Volume III -- The Rule Book
Volume III is the "how to" manual for assigning impairment ratings in Texas. It contains step-by-step instructions for measuring, validating, and assigning impairment ratings.
Volume III has eight basic parts:
- general provisions;
- back, and upper and lower extremities;
- body parts, organs, and systems;
- body systems evaluated by medical panels;
- chronic pain;
- miscellaneous information, including: sample cases, contacts for more information, and definitions; and
- an appendix containing a copy of the Sickness Impact Profile.
The discussion in Chapter 1 centers on defining "impairment" and explaining how an impairment rating is used in Texas' workers' compensation system. As defined by the Act, impairment means "any anatomic or functional abnormality or loss existing after maximum medical improvement (MMI) that results from a compensable injury and is reasonably presumed to be permanent." An impairment rating is the percentage of permanent impairment to the body resulting from a compensable injury. The rating is used to compute income benefits under the Act.
Once the employee has reached MMI, the doctor uses the TIS to measure, computer, and report an injured employee's impairment. In order to personalize the impairment rating, it is modified based on the injured employee's age and education.
Chapter 2 provides an overview of the structure of the book including such topics as how to use the TIS; processes needed to arrive at an impairment rating; how to deal with abandonment of or refusal of health care; and a discussion of degenerative occupational disease.
Chapter 3 explains how a doctor rates an injured employee who has had a previous or subsequent injury resulting in a loss of function (impairment).
Chapters 4 through 20 are all self-contained chapters which provide detailed step-by-step instructions for evaluating individual body parts or systems. Each chapter tells the doctor:
- how to evaluate the injured employee;
- what tests to perform; and
- how to compute the impairment rating and report it.
The chapters also include impairment rating tables and work sheets for the doctor to fill out and return to the TWCC.
Chapter 21 describes how to assign an impairment rating for chronic pain.
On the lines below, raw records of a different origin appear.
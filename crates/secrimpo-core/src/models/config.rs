//! Configuration structures for the extraction pipeline.

use std::path::Path;

use serde::{Deserialize, Serialize};

use crate::error::{Result, SecrimpoError};

/// Main configuration for secrimpo.
#[derive(Debug, Clone, Default, PartialEq, Serialize, Deserialize)]
#[serde(default)]
pub struct SecrimpoConfig {
    /// Field extraction configuration.
    pub extraction: ExtractionConfig,

    /// Output configuration.
    pub output: OutputConfig,
}

/// Field extraction configuration.
#[derive(Debug, Clone, PartialEq, Serialize, Deserialize)]
#[serde(default)]
pub struct ExtractionConfig {
    /// Replace a bare law abbreviation ("CP", "LCP") with the law's full name.
    pub expand_law_names: bool,

    /// Report the fields that could not be resolved.
    pub report_missing_fields: bool,
}

impl Default for ExtractionConfig {
    fn default() -> Self {
        Self {
            expand_law_names: false,
            report_missing_fields: true,
        }
    }
}

/// Output format for extracted records.
#[derive(Debug, Clone, Copy, PartialEq, Eq, Default, Serialize, Deserialize)]
#[serde(rename_all = "lowercase")]
pub enum OutputFormat {
    /// JSON object.
    #[default]
    Json,
    /// Single-row CSV with a header.
    Csv,
    /// Human-readable summary.
    Text,
}

/// Output configuration.
#[derive(Debug, Clone, PartialEq, Serialize, Deserialize)]
#[serde(default)]
pub struct OutputConfig {
    /// Default output format.
    pub format: OutputFormat,

    /// Pretty-print JSON output.
    pub pretty: bool,

    /// Emit the canonical form keys instead of the raw field map.
    pub form_mapping: bool,
}

impl Default for OutputConfig {
    fn default() -> Self {
        Self {
            format: OutputFormat::Json,
            pretty: false,
            form_mapping: false,
        }
    }
}

impl SecrimpoConfig {
    /// Load configuration from a JSON file.
    pub fn from_file(path: &Path) -> Result<Self> {
        let content = std::fs::read_to_string(path)?;
        serde_json::from_str(&content).map_err(|e| {
            SecrimpoError::Config(format!("invalid config file {}: {}", path.display(), e))
        })
    }

    /// Save configuration to a JSON file.
    pub fn save(&self, path: &Path) -> Result<()> {
        let content = serde_json::to_string_pretty(self)?;
        std::fs::write(path, content)?;
        Ok(())
    }
}

#[cfg(test)]
mod tests {
    use super::*;
    use pretty_assertions::assert_eq;

    #[test]
    fn test_defaults() {
        let config = SecrimpoConfig::default();
        assert!(!config.extraction.expand_law_names);
        assert!(config.extraction.report_missing_fields);
        assert_eq!(config.output.format, OutputFormat::Json);
        assert!(!config.output.form_mapping);
    }

    #[test]
    fn test_partial_file_uses_defaults() {
        let config: SecrimpoConfig =
            serde_json::from_str(r#"{"output": {"format": "csv"}}"#).unwrap();
        assert_eq!(config.output.format, OutputFormat::Csv);
        assert!(!config.output.pretty);
        assert!(config.extraction.report_missing_fields);
    }

    #[test]
    fn test_save_and_load() {
        let dir = tempfile::tempdir().unwrap();
        let path = dir.path().join("config.json");

        let mut config = SecrimpoConfig::default();
        config.extraction.expand_law_names = true;
        config.output.pretty = true;
        config.save(&path).unwrap();

        let loaded = SecrimpoConfig::from_file(&path).unwrap();
        assert_eq!(loaded, config);
    }

    #[test]
    fn test_invalid_file() {
        let dir = tempfile::tempdir().unwrap();
        let path = dir.path().join("config.json");
        std::fs::write(&path, "{ not json").unwrap();

        let err = SecrimpoConfig::from_file(&path).unwrap_err();
        assert!(matches!(err, SecrimpoError::Config(_)));
    }
}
It includes:
- classifications of pain;
- definitions of chronic pain;
- criteria necessary to assign an impairment rating for chronic pain;
- a preliminary taxonomy of chronic pain; and
- instructions on how to assign impairment ratings for chronic pain.
Chapter 22 explains how an impairment ratings is personalized based on the age and education of the injured employee. Older, less educated employees receive higher modifiers than younger, more educated employees.
In Chapter 23, six examples of injures are evaluated using the TIS. Each sample case shows how a doctor would compute a basic impairment rating, modify it based on the employee's age and education, and arrive at a total modified impairment rating.
Chapter 24 presents possible sources to contact for information about the TIS, if it is adopted.
Chapter 25 defines terms specific to the TIS.
The Appendix provides a copy of the Sickness Impact Profile, with specific instructions for administering and scoring the test.
The Texas Impairment Schedule is a MODEL which can be updated and enhanced. The LOC staff anticipates that changes will be made continually because the Texas Workers' Compensation Commission is mandated to review and revise the schedule based on current medical research at least once every two years. We believe that future changes must continue to reflect actuarial neutrality.
The TIS model is sound; it is technically correct, and the impairment ratings assigned will benefit the more severely injured employees.